Par ailleurs, les oncologues hésitent encore à associer les molécules entre elles ou à les enchaîner, à les associer ou non à une chimiothérapie, etc. Pourtant, chez les patients qui ont besoin d’une réponse rapide soit parce qu’ils sont symptomatiques, soit parce que l’état clinique est rapidement évolutif, une combinaison immunothérapie/chimiothérapie est nécessaire.
L’association de l'immunothérapie aux thérapies ciblées (traitements dont le but est de moduler l’environnement des cellules tumorales) entraîne à la fois des toxicités additives et des toxicités superposées. Ils sont indépendants de la dose de traitement, peuvent apparaître à tout moment et nécessitent un traitement par corticoïdes.
Au final, la durée de vie globale des patients n'est que faiblement augmentée alors que les effets indésirables sont très importants (et plus fréquents qu'avec les traitements standards) avec notamment :
- des troubles cutanés dans 60 % des cas (rashs, prurit, vitiligo) ;
- des pneumonies ou des dyspnées de pneumopathies interstitielles ;
- des syndromes grippaux fréquents ;
- des nausées et des maux de ventre (10 à 15 % des cas) ;
- des atteintes hépatiques (10 % des cas, avec par exemple des cytolyses et des cholestases) ;
- des hépatites auto-immunes ;
- des diarrhées qui peuvent se compliquer de perforation digestive ;
- une importante rétention d'eau (notamment avec l'interleukine-2 qui est pourtant plus efficace que les interférons) ;
- des dépressions (notamment les interférons) ;
- une importante fatigue et une perte d'appétit (en raison de la toxicité digestive des traitements) et donc de poids ;
- des troubles musculo-squelettiques (dans 10 % des cas) : arthralgies, lombalgies, rhumatisme inflammatoire, myosite, vascularite... ;
- des troubles thyroïdiens (l’hypothyroïdie est l’effet indésirable sérieux le plus fréquent) ;
- des troubles endocriniens (dans 10 % des cas) auto-immuns irréversibles (diabète de type 1, insuffisance surrénalienne, hypophysite...) ;
- des troubles de la formule sanguine, etc.
Ces effets secondaires surviennent principalement quelques semaines à trois mois après le début du traitement.

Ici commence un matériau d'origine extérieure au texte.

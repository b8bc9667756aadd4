// Copyright 2026 the Scrollstack Authors
// SPDX-License-Identifier: Apache-2.0 OR MIT

//! Compact binary event recording and decoding.
//!
//! [`RecorderSink`] implements [`TraceSink`] and encodes each event into a
//! `Vec<u8>` as a fixed-size little-endian record, prefixed with a tag and
//! the [`HostTime`] at which it was received. [`decode`] reads them back as
//! an iterator of [`Recorded`] events.

use std::time::Instant;

use scrollstack_core::time::HostTime;
use scrollstack_core::trace::{
    CompletionEvent, MeasureEvent, ResolveEvent, TeardownEvent, TraceSink,
};

// ---------------------------------------------------------------------------
// Event type discriminants
// ---------------------------------------------------------------------------

const TAG_MEASURE: u8 = 1;
const TAG_RESOLVE: u8 = 2;
const TAG_COMPLETION: u8 = 3;
const TAG_TEARDOWN: u8 = 4;

// ---------------------------------------------------------------------------
// RecorderSink
// ---------------------------------------------------------------------------

/// A [`TraceSink`] that encodes events into a compact binary buffer.
pub struct RecorderSink {
    buf: Vec<u8>,
    clock: Box<dyn FnMut() -> HostTime>,
}

impl std::fmt::Debug for RecorderSink {
    fn fmt(&self, f: &mut std::fmt::Formatter<'_>) -> std::fmt::Result {
        f.debug_struct("RecorderSink")
            .field("bytes", &self.buf.len())
            .finish_non_exhaustive()
    }
}

impl Default for RecorderSink {
    fn default() -> Self {
        Self::new()
    }
}

impl RecorderSink {
    /// Creates an empty recorder stamping events with the time elapsed since
    /// its creation.
    #[must_use]
    pub fn new() -> Self {
        let origin = Instant::now();
        Self::with_clock(move || {
            let us = origin.elapsed().as_micros();
            HostTime(u64::try_from(us).unwrap_or(u64::MAX))
        })
    }

    /// Creates an empty recorder stamping events with `clock`.
    #[must_use]
    pub fn with_clock(clock: impl FnMut() -> HostTime + 'static) -> Self {
        Self {
            buf: Vec::new(),
            clock: Box::new(clock),
        }
    }

    /// Returns a view of the recorded bytes.
    #[must_use]
    pub fn as_bytes(&self) -> &[u8] {
        &self.buf
    }

    /// Consumes the recorder and returns the recorded bytes.
    #[must_use]
    pub fn into_bytes(self) -> Vec<u8> {
        self.buf
    }

    // -- encoding helpers --------------------------------------------------

    fn begin(&mut self, tag: u8) {
        let at = (self.clock)();
        self.write_u8(tag);
        self.write_u64(at.micros());
    }

    fn write_u8(&mut self, v: u8) {
        self.buf.push(v);
    }

    fn write_u32(&mut self, v: usize) {
        let v = u32::try_from(v).unwrap_or(u32::MAX);
        self.buf.extend_from_slice(&v.to_le_bytes());
    }

    fn write_u64(&mut self, v: u64) {
        self.buf.extend_from_slice(&v.to_le_bytes());
    }

    fn write_f64(&mut self, v: f64) {
        self.buf.extend_from_slice(&v.to_le_bytes());
    }

    fn write_bool(&mut self, v: bool) {
        self.write_u8(u8::from(v));
    }
}

impl TraceSink for RecorderSink {
    fn on_measure(&mut self, e: &MeasureEvent) {
        self.begin(TAG_MEASURE);
        self.write_u64(e.generation);
        self.write_u32(e.items);
        self.write_f64(e.viewport_height);
        self.write_f64(e.pin_end);
        self.write_bool(e.has_sentinel);
    }

    fn on_resolve(&mut self, e: &ResolveEvent) {
        self.begin(TAG_RESOLVE);
        self.write_u64(e.generation);
        self.write_f64(e.scroll_offset);
        self.write_u32(e.transform_writes);
        self.write_u32(e.filter_writes);
        self.write_u32(e.skipped);
    }

    fn on_completion(&mut self, e: &CompletionEvent) {
        self.begin(TAG_COMPLETION);
        self.write_f64(e.scroll_offset);
        self.write_bool(e.completed);
    }

    fn on_teardown(&mut self, e: &TeardownEvent) {
        self.begin(TAG_TEARDOWN);
        self.write_u32(e.items);
        self.write_bool(e.was_measured);
    }
}

// ---------------------------------------------------------------------------
// Decoder
// ---------------------------------------------------------------------------

/// A decoded event from a binary recording.
#[derive(Clone, Debug, PartialEq)]
pub enum RecordedEvent {
    /// A [`MeasureEvent`].
    Measure(MeasureEvent),
    /// A [`ResolveEvent`].
    Resolve(ResolveEvent),
    /// A [`CompletionEvent`].
    Completion(CompletionEvent),
    /// A [`TeardownEvent`].
    Teardown(TeardownEvent),
}

/// A decoded event and the time it was recorded.
#[derive(Clone, Debug, PartialEq)]
pub struct Recorded {
    /// When the recorder received the event.
    pub at: HostTime,
    /// The event.
    pub event: RecordedEvent,
}

/// Decodes a byte slice produced by [`RecorderSink`] into an iterator of
/// [`Recorded`] events.
pub fn decode(bytes: &[u8]) -> DecodeIter<'_> {
    DecodeIter {
        data: bytes,
        pos: 0,
    }
}

/// Iterator over decoded events.
#[derive(Debug)]
pub struct DecodeIter<'a> {
    data: &'a [u8],
    pos: usize,
}

impl DecodeIter<'_> {
    fn take<const N: usize>(&mut self) -> Option<[u8; N]> {
        let bytes = self.data.get(self.pos..self.pos + N)?.try_into().ok()?;
        self.pos += N;
        Some(bytes)
    }

    fn read_u8(&mut self) -> Option<u8> {
        self.take::<1>().map(|[b]| b)
    }

    fn read_u32(&mut self) -> Option<usize> {
        usize::try_from(u32::from_le_bytes(self.take()?)).ok()
    }

    fn read_u64(&mut self) -> Option<u64> {
        Some(u64::from_le_bytes(self.take()?))
    }

    fn read_f64(&mut self) -> Option<f64> {
        Some(f64::from_le_bytes(self.take()?))
    }

    fn read_bool(&mut self) -> Option<bool> {
        Some(self.read_u8()? != 0)
    }

    fn decode_measure(&mut self) -> Option<RecordedEvent> {
        Some(RecordedEvent::Measure(MeasureEvent {
            generation: self.read_u64()?,
            items: self.read_u32()?,
            viewport_height: self.read_f64()?,
            pin_end: self.read_f64()?,
            has_sentinel: self.read_bool()?,
        }))
    }

    fn decode_resolve(&mut self) -> Option<RecordedEvent> {
        Some(RecordedEvent::Resolve(ResolveEvent {
            generation: self.read_u64()?,
            scroll_offset: self.read_f64()?,
            transform_writes: self.read_u32()?,
            filter_writes: self.read_u32()?,
            skipped: self.read_u32()?,
        }))
    }

    fn decode_completion(&mut self) -> Option<RecordedEvent> {
        Some(RecordedEvent::Completion(CompletionEvent {
            scroll_offset: self.read_f64()?,
            completed: self.read_bool()?,
        }))
    }

    fn decode_teardown(&mut self) -> Option<RecordedEvent> {
        Some(RecordedEvent::Teardown(TeardownEvent {
            items: self.read_u32()?,
            was_measured: self.read_bool()?,
        }))
    }
}

impl Iterator for DecodeIter<'_> {
    type Item = Recorded;

    fn next(&mut self) -> Option<Self::Item> {
        let tag = self.read_u8()?;
        let at = HostTime(self.read_u64()?);
        let event = match tag {
            TAG_MEASURE => self.decode_measure(),
            TAG_RESOLVE => self.decode_resolve(),
            TAG_COMPLETION => self.decode_completion(),
            TAG_TEARDOWN => self.decode_teardown(),
            _ => None, // unknown tag → stop iteration
        }?;
        Some(Recorded { at, event })
    }
}

#[cfg(test)]
mod tests {
    use super::*;

    fn stepping_clock() -> impl FnMut() -> HostTime {
        let mut t = 0_u64;
        move || {
            t += 1_000;
            HostTime(t)
        }
    }

    fn sample_measure() -> MeasureEvent {
        MeasureEvent {
            generation: 2,
            items: 5,
            viewport_height: 812.5,
            pin_end: 3100.0,
            has_sentinel: true,
        }
    }

    #[test]
    fn records_every_event_kind_in_order() {
        let mut rec = RecorderSink::with_clock(stepping_clock());
        rec.on_measure(&sample_measure());
        rec.on_resolve(&ResolveEvent {
            generation: 2,
            scroll_offset: 1234.5,
            transform_writes: 3,
            filter_writes: 1,
            skipped: 2,
        });
        rec.on_completion(&CompletionEvent {
            scroll_offset: 2900.0,
            completed: true,
        });
        rec.on_teardown(&TeardownEvent {
            items: 5,
            was_measured: true,
        });

        let events: Vec<_> = decode(rec.as_bytes()).collect();
        assert_eq!(events.len(), 4);
        assert_eq!(events[0].at, HostTime(1_000));
        assert_eq!(events[3].at, HostTime(4_000));
        assert_eq!(events[0].event, RecordedEvent::Measure(sample_measure()));
        assert!(
            matches!(
                events[1].event,
                RecordedEvent::Resolve(ResolveEvent {
                    transform_writes: 3,
                    skipped: 2,
                    ..
                })
            ),
            "got: {:?}",
            events[1]
        );
        assert_eq!(
            events[2].event,
            RecordedEvent::Completion(CompletionEvent {
                scroll_offset: 2900.0,
                completed: true,
            })
        );
    }

    #[test]
    fn empty_buffer_decodes_to_nothing() {
        assert_eq!(decode(&[]).count(), 0);
    }

    #[test]
    fn truncated_record_stops_iteration() {
        let mut rec = RecorderSink::with_clock(stepping_clock());
        rec.on_measure(&sample_measure());
        rec.on_measure(&sample_measure());
        let bytes = rec.into_bytes();
        let cut = &bytes[..bytes.len() - 3];
        assert_eq!(decode(cut).count(), 1);
    }

    #[test]
    fn unknown_tag_stops_iteration() {
        let mut bytes = vec![0xEE];
        bytes.extend_from_slice(&0_u64.to_le_bytes());
        assert_eq!(decode(&bytes).count(), 0);
    }
}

Parfois, une année après. L'éducation thérapeutique des patients recevant un traitement immunothérapeutique est donc essentielle pour permettre une meilleure compréhension des toxicités potentielles et améliorer leur détection précoce.
Plus le traitement sera efficace et plus la toxicité peut être élevée mais l'inverse n'est pas vrai : ce n’est pas parce qu’il y a des effets secondaires importants que le traitement sera plus efficace.
Une étude qui a été menée à l'Institut Gustave-Roussy (présentée le 2 juin 2014) indique que chez les 951 patients ayant participé à l'étude du Yervoy® (molécule ipilimumab), le traitement a été si mal toléré que plus de 50 % des malades l'ont interrompu en raison d'effets indésirables et que cinq patients sont décédés.
Malgré tout, certains traitements semblent efficaces. Ainsi, lors du congrès annuel de l’American Society of Clinical Oncology (ASCO) en juin 2019, des chercheurs présentaient une étude publiée plus tard dans le Journal of Clinical Oncology portant sur des patients atteints de cancer du poumon. Le Keytruda® pris en première intention ou après un autre traitement était respectivement associé à une augmentation de la survie de 38,9 mois et 16,8 mois.